-- What to work on --
Give the data again exactly as it is written.

-- Listed entries --
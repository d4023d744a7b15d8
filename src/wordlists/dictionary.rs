//! Validated answer dictionary

use crate::core::Word;
use crate::error::ConfigError;
use rand::Rng;
use rand::prelude::IndexedRandom;

/// A non-empty list of candidate answers
///
/// Construction fails on an empty list, so picking from a `Dictionary`
/// always yields a word.
#[derive(Debug, Clone, PartialEq, Eq)]
pub struct Dictionary {
    words: Vec<Word>,
}

impl Dictionary {
    /// Wrap a list of words
    ///
    /// # Errors
    /// Returns `ConfigError::EmptyDictionary` if `words` is empty.
    pub fn new(words: Vec<Word>) -> Result<Self, ConfigError> {
        if words.is_empty() {
            return Err(ConfigError::EmptyDictionary);
        }
        Ok(Self { words })
    }

    /// Parse newline-separated words, skipping blank lines
    ///
    /// # Errors
    /// Returns `ConfigError::MalformedWord` for the first line that is not a
    /// five-letter word, or `ConfigError::EmptyDictionary` if nothing remains.
    ///
    /// # Examples
    /// ```
    /// use wordle_game::wordlists::Dictionary;
    ///
    /// let dictionary = Dictionary::parse("crane\n\nslate\n").unwrap();
    /// assert_eq!(dictionary.len(), 2);
    ///
    /// assert!(Dictionary::parse("crane\nbad\n").is_err());
    /// assert!(Dictionary::parse("\n\n").is_err());
    /// ```
    pub fn parse(content: &str) -> Result<Self, ConfigError> {
        let words = content
            .lines()
            .enumerate()
            .map(|(index, line)| (index + 1, line.trim()))
            .filter(|(_, line)| !line.is_empty())
            .map(|(line, text)| {
                Word::new(text).map_err(|reason| ConfigError::MalformedWord {
                    line,
                    word: text.to_string(),
                    reason,
                })
            })
            .collect::<Result<Vec<_>, _>>()?;

        Self::new(words)
    }

    #[inline]
    #[must_use]
    pub fn len(&self) -> usize {
        self.words.len()
    }

    /// Always `false`; kept for API symmetry with `len`
    #[inline]
    #[must_use]
    pub fn is_empty(&self) -> bool {
        self.words.is_empty()
    }

    #[inline]
    #[must_use]
    pub fn words(&self) -> &[Word] {
        &self.words
    }

    #[must_use]
    pub fn contains(&self, word: &Word) -> bool {
        self.words.contains(word)
    }

    /// Pick a word uniformly at random
    ///
    /// # Panics
    /// Will not panic - the dictionary is never empty.
    pub fn choose<R: Rng + ?Sized>(&self, rng: &mut R) -> &Word {
        self.words
            .choose(rng)
            .expect("dictionary is never empty")
    }
}

#[cfg(test)]
mod tests {
    use super::*;
    use rand::SeedableRng;
    use rand::rngs::StdRng;

    #[test]
    fn empty_list_is_rejected() {
        assert!(matches!(
            Dictionary::new(Vec::new()),
            Err(ConfigError::EmptyDictionary)
        ));
    }

    #[test]
    fn parse_normalizes_case_and_skips_blanks() {
        let dictionary = Dictionary::parse("  Crane \n\nSLATE\n").unwrap();
        let texts: Vec<&str> = dictionary.words().iter().map(Word::text).collect();
        assert_eq!(texts, ["CRANE", "SLATE"]);
    }

    #[test]
    fn parse_reports_malformed_line_number() {
        let err = Dictionary::parse("crane\n\nsl8te\n").unwrap_err();
        match err {
            ConfigError::MalformedWord { line, word, .. } => {
                assert_eq!(line, 3);
                assert_eq!(word, "sl8te");
            }
            other => panic!("unexpected error: {other}"),
        }
    }

    #[test]
    fn parse_rejects_wrong_length() {
        assert!(matches!(
            Dictionary::parse("crane\ncranes\n"),
            Err(ConfigError::MalformedWord { line: 2, .. })
        ));
    }

    #[test]
    fn choose_returns_member() {
        let dictionary = Dictionary::parse("crane\nslate\naudio\n").unwrap();
        let mut rng = StdRng::seed_from_u64(7);
        for _ in 0..20 {
            assert!(dictionary.contains(dictionary.choose(&mut rng)));
        }
    }

    #[test]
    fn choose_single_word() {
        let dictionary = Dictionary::parse("crane").unwrap();
        let mut rng = StdRng::seed_from_u64(0);
        assert_eq!(dictionary.choose(&mut rng).text(), "CRANE");
    }
}
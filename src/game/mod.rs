//! Game state machine
//!
//! A presentation layer feeds `Event`s into a `Game` and draws the
//! `Snapshot` it returns after each one.

mod config;
mod engine;
mod event;
mod snapshot;

pub use config::{DEFAULT_ROWS, GameConfig};
pub use engine::Game;
pub use event::{Event, Outcome, RoundStatus};
pub use snapshot::Snapshot;
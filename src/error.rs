//! Startup configuration errors
//!
//! These are the only failures the game can report. Once a round is running,
//! invalid input is ignored rather than surfaced as an error.

use crate::core::WordError;
use std::fmt;
use std::io;
use std::path::PathBuf;

#[derive(Debug)]
pub enum ConfigError {
    /// The dictionary has no words, so no answer can be chosen
    EmptyDictionary,
    /// A board needs at least one row
    InvalidRows(usize),
    /// A dictionary entry is not a five-letter word
    MalformedWord {
        line: usize,
        word: String,
        reason: WordError,
    },
    /// The word list file could not be read
    Io { path: PathBuf, source: io::Error },
}

impl fmt::Display for ConfigError {
    fn fmt(&self, f: &mut fmt::Formatter<'_>) -> fmt::Result {
        match self {
            Self::EmptyDictionary => write!(f, "Dictionary contains no words"),
            Self::InvalidRows(rows) => {
                write!(f, "Board must have at least one row, got {rows}")
            }
            Self::MalformedWord { line, word, reason } => {
                write!(f, "Invalid dictionary word '{word}' on line {line}: {reason}")
            }
            Self::Io { path, source } => {
                write!(f, "Failed to read word list {}: {source}", path.display())
            }
        }
    }
}

impl std::error::Error for ConfigError {
    fn source(&self) -> Option<&(dyn std::error::Error + 'static)> {
        match self {
            Self::MalformedWord { reason, .. } => Some(reason),
            Self::Io { source, .. } => Some(source),
            Self::EmptyDictionary | Self::InvalidRows(_) => None,
        }
    }
}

-- Response to the exercise --
repository d4023d744a7b15d8
filename src/wordlists/dictionary.rs
//! Validated answer dictionary

use crate::core::Word;
use crate::error::ConfigError;
use rand::Rng;
use rand::prelude::IndexedRandom;

/// A non-empty list of candidate answers
///
/// Construction fails on an empty list, so picking from a `Dictionary`
/// always yields a word.
#[derive(Debug, Clone, PartialEq, Eq)]
pub struct Dictionary {
    words: Vec<Word>,
}

impl Dictionary {
    /// Wrap a list of words
    ///
    /// # Errors
    /// Returns `ConfigError::EmptyDictionary` if `words` is empty.
    pub fn new(words: Vec<Word>) -> Result<Self, ConfigError> {
        if words.is_empty() {
            return Err(ConfigError::EmptyDictionary);
        }
        Ok(Self { words })
    }

    /// Parse newline-separated words, skipping blank lines
    ///
    /// # Errors
    /// Returns `ConfigError::MalformedWord` for the first line that is not a
    /// five-letter word, or `ConfigError::EmptyDictionary` if nothing remains.
    ///
    /// # Examples
    /// ```
    /// use wordle_game::wordlists::Dictionary;
    ///
    /// let dictionary = Dictionary::parse("crane\n\nslate\n").unwrap();
    /// assert_eq!(dictionary.len(), 2);
    ///
    /// assert!(Dictionary::parse("crane\nbad\n").is_err());
    /// assert!(Dictionary::parse("\n\n").is_err());
    /// ```
    pub fn parse(content: &str) -> Result<Self, ConfigError> {
        let words = content
            .lines()
            .enumerate()
            .map(|(index, line)| (index + 1, line.trim()))
            .filter(|(_, line)| !line.is_empty())
            .map(|(line, text)| {
                Word::new(text).map_err(|reason| ConfigError::MalformedWord {
                    line,
                    word: text.to_string(),
                    reason,
                })
            })
            .collect::<Result<Vec<_>, _>>()?;

        Self::new(words)
    }

    #[inline]
    #[must_use]
    pub fn len(&self) -> usize {
        self.words.len()
    }

    /// Always `false`; kept for API symmetry with `len`
    #[inline]
    #[must_use]
    pub fn is_empty(&self) -> bool {
        self.words.is_empty()
    }

    #[inline]
    #[must_use]
    pub fn words(&self) -> &[Word] {
        &self.words
    }

    #[must_use]
    pub fn contains(&self, word: &Word) -> bool {
        self.words.contains(word)
    }

    /// Pick a word uniformly at random
    ///
    /// # Panics
    /// Will not panic - the dictionary is never empty.
    pub fn choose<R: Rng + ?Sized>(&self, rng: &mut R) -> &Word {
        self.words
            .choose(rng)
            .expect("dictionary is never empty")
    }
}

#[cfg(test)]
mod tests {
    use super::*;
    use rand::SeedableRng;
    use rand::rngs::StdRng;

    #[test]
    fn empty_list_is_rejected() {
        assert!(matches!(
            Dictionary::new(Vec::new()),
            Err(ConfigError::EmptyDictionary)
        ));
    }

    #[test]
    fn parse_normalizes_case_and_skips_blanks() {
        let dictionary = Dictionary::parse("  Crane \n\nSLATE\n").unwrap();
        let texts: Vec<&str> = dictionary.words().iter().map(Word::text).collect();
        assert_eq!(texts, ["CRANE", "SLATE"]);
    }

    #[test]
    fn parse_reports_malformed_line_number() {
        let err = Dictionary::parse("crane\n\nsl8te\n").unwrap_err();
        match err {
            ConfigError::MalformedWord { line, word, .. } => {
                assert_eq!(line, 3);
                assert_eq!(word, "sl8te");
            }
            other => panic!("unexpected error: {other}"),
        }
    }

    #[test]
    fn parse_rejects_wrong_length() {
        assert!(matches!(
            Dictionary::parse("crane\ncranes\n"),
            Err(ConfigError::MalformedWord { line: 2, .. })
        ));
    }

    #[test]
    fn choose_returns_member() {
        let dictionary = Dictionary::parse("crane\nslate\naudio\n").unwrap();
        let mut rng = StdRng::seed_from_u64(7);
        for _ in 0..20 {
            assert!(dictionary.contains(dictionary.choose(&mut rng)));
        }
    }

    #[test]
    fn choose_single_word() {
        let dictionary = Dictionary::parse("crane").unwrap();
        let mut rng = StdRng::seed_from_u64(0);
        assert_eq!(dictionary.choose(&mut rng).text(), "CRANE");
    }
}
filename src/game/mod.rs
//! Game state machine
//!
//! A presentation layer feeds `Event`s into a `Game` and draws the
//! `Snapshot` it returns after each one.

mod config;
mod engine;
mod event;
mod snapshot;

pub use config::{DEFAULT_ROWS, GameConfig};
pub use engine::Game;
pub use event::{Event, Outcome, RoundStatus};
pub use snapshot::Snapshot;
filename src/error.rs
//! Startup configuration errors
//!
//! These are the only failures the game can report. Once a round is running,
//! invalid input is ignored rather than surfaced as an error.

use crate::core::WordError;
use std::fmt;
use std::io;
use std::path::PathBuf;

#[derive(Debug)]
pub enum ConfigError {
    /// The dictionary has no words, so no answer can be chosen
    EmptyDictionary,
    /// A board needs at least one row
    InvalidRows(usize),
    /// A dictionary entry is not a five-letter word
    MalformedWord {
        line: usize,
        word: String,
        reason: WordError,
    },
    /// The word list file could not be read
    Io { path: PathBuf, source: io::Error },
}

impl fmt::Display for ConfigError {
    fn fmt(&self, f: &mut fmt::Formatter<'_>) -> fmt::Result {
        match self {
            Self::EmptyDictionary => write!(f, "Dictionary contains no words"),
            Self::InvalidRows(rows) => {
                write!(f, "Board must have at least one row, got {rows}")
            }
            Self::MalformedWord { line, word, reason } => {
                write!(f, "Invalid dictionary word '{word}' on line {line}: {reason}")
            }
            Self::Io { path, source } => {
                write!(f, "Failed to read word list {}: {source}", path.display())
            }
        }
    }
}

impl std::error::Error for ConfigError {
    fn source(&self) -> Option<&(dyn std::error::Error + 'static)> {
        match self {
            Self::MalformedWord { reason, .. } => Some(reason),
            Self::Io { source, .. } => Some(source),
            Self::EmptyDictionary | Self::InvalidRows(_) => None,
        }
    }
}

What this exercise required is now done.